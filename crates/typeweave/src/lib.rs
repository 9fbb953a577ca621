//! typeweave: structural type graphs between type checkers, schema builders, and
//! type declarations.
//!
//! A type is extracted once into a [`Node`] tree plus a [`DefinitionMap`] of
//! named and recursive types, then emitted as validation-library source text,
//! a live schema graph, or TypeScript declarations.
//!
//! # Example
//!
//! ```
//! use typeweave::{ObjectType, TypeStore, extract, to_zod};
//!
//! let mut store = TypeStore::new();
//! let string = store.string();
//! let number = store.number();
//! let tags = store.array(string);
//! let user = store.object(
//!     ObjectType::new()
//!         .property("name", string)
//!         .optional_property("age", number)
//!         .property("tags", tags),
//! );
//!
//! let extraction = extract(&store, &user)?;
//! let zod = to_zod(&extraction.root, &extraction.definitions)?;
//! assert_eq!(
//!     zod,
//!     "z.object({ name: z.string(), age: z.number().optional(), tags: z.array(z.string()) })"
//! );
//! # Ok::<(), typeweave::Error>(())
//! ```

#![cfg_attr(coverage_nightly, feature(coverage_attribute))]


pub use typeweave_core::{
    BigIntLiteral, Definition, DefinitionMap, Error, Extraction, Literal, Members, Node, Registry,
    Result, SERIALIZED_UNDEFINED, Shape, serialize_primitive, utils,
};
pub use typeweave_emit::code::{to_typebox, to_zod};
pub use typeweave_emit::declaration::print_module;
pub use typeweave_emit::{
    CodeConfig, CodeEmitter, DeclarationConfig, DeclarationEmitter, Dialect, LazyId, Printer,
    Schema, SchemaBuilder, SchemaGraph, SchemaId, TypeNode, TypeScriptPrinter, code, declaration,
    from_schema, schema, to_schema,
};
pub use typeweave_extract::{
    DefinitionPolicy, ExtractConfig, Extractor, ObjectType, Property, RawLiteral, Signature,
    TupleElement, TypeFlag, TypeId, TypeIntrospector, TypeStore, extract,
};
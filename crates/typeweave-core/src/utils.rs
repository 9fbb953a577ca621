/// Convert a type label to PascalCase.
///
/// Every character that cannot appear in an identifier separates words. If the
/// input is already PascalCase (starts uppercase, no separators), it is returned
/// unchanged.
///
/// # Examples
/// ```
/// use typeweave_core::utils::to_pascal_case;
/// assert_eq!(to_pascal_case("user_profile"), "UserProfile");
/// assert_eq!(to_pascal_case("Box<string>"), "BoxString");
/// assert_eq!(to_pascal_case("UserProfile"), "UserProfile");  // idempotent
/// ```
pub fn to_pascal_case(s: &str) -> String {
    fn is_separator(c: char) -> bool {
        !c.is_ascii_alphanumeric()
    }

    let has_separator = s.chars().any(is_separator);
    let starts_uppercase = s.chars().next().is_some_and(|c| c.is_ascii_uppercase());

    if starts_uppercase && !has_separator {
        return s.to_string();
    }

    let mut result = String::with_capacity(s.len());
    let mut capitalize_next = true;
    for c in s.chars() {
        if is_separator(c) {
            capitalize_next = true;
            continue;
        }
        if capitalize_next {
            result.push(c.to_ascii_uppercase());
            capitalize_next = false;
        } else {
            result.push(c);
        }
    }
    result
}

/// Derive an identifier usable in JavaScript and TypeScript from a type label.
///
/// Returns `None` when the label has no identifier characters at all. A leading
/// digit gets a `T` prefix.
pub fn to_identifier(label: &str) -> Option<String> {
    let name = to_pascal_case(label);
    let first = name.chars().next()?;
    if first.is_ascii_digit() {
        return Some(format!("T{name}"));
    }
    Some(name)
}
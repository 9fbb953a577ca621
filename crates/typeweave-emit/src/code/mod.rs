//! Code-string emitter.
//!
//! Renders a node as source text for a runtime validation library: nested
//! constructor calls such as `z.object({ name: z.string() })`. Definition
//! references render as bare identifiers; [`CodeEmitter::emit_definitions`]
//! produces the `const` declarations they refer to.

mod config;
mod emitter;
mod typebox;
mod zod;


pub use config::{CodeConfig, Dialect};
pub use emitter::CodeEmitter;

use typeweave_core::{DefinitionMap, Node, Result};

/// Render `node` as a Zod expression.
pub fn to_zod(node: &Node, definitions: &DefinitionMap) -> Result<String> {
    CodeEmitter::new(definitions, CodeConfig::default()).emit(node)
}

/// Render `node` as a TypeBox expression.
pub fn to_typebox(node: &Node, definitions: &DefinitionMap) -> Result<String> {
    let config = CodeConfig {
        dialect: Dialect::TypeBox,
        ..CodeConfig::default()
    };
    CodeEmitter::new(definitions, config).emit(node)
}
//! Configuration types for code emission.

/// Target validation library.
#[derive(Clone, Copy, Debug, Default, PartialEq, Eq)]
pub enum Dialect {
    /// `z.string()`, `z.object({ ... })`
    #[default]
    Zod,
    /// `Type.String()`, `Type.Object({ ... })`
    TypeBox,
}

impl Dialect {
    /// Name used in unsupported-feature errors.
    pub fn name(self) -> &'static str {
        match self {
            Dialect::Zod => "Zod",
            Dialect::TypeBox => "TypeBox",
        }
    }
}

/// Configuration for code emission.
#[derive(Clone, Debug, Default)]
pub struct CodeConfig {
    /// Target library
    pub dialect: Dialect,
    /// Whether to export emitted declarations
    pub export: bool,
}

════════

• Task details
Lines with "crates" in them are what the answer must contain; copy each from the records above.

• Result below
filename crates/typeweave/src/lib.rs
filename crates/typeweave-core/src/utils.rs
filename crates/typeweave-emit/src/code/mod.rs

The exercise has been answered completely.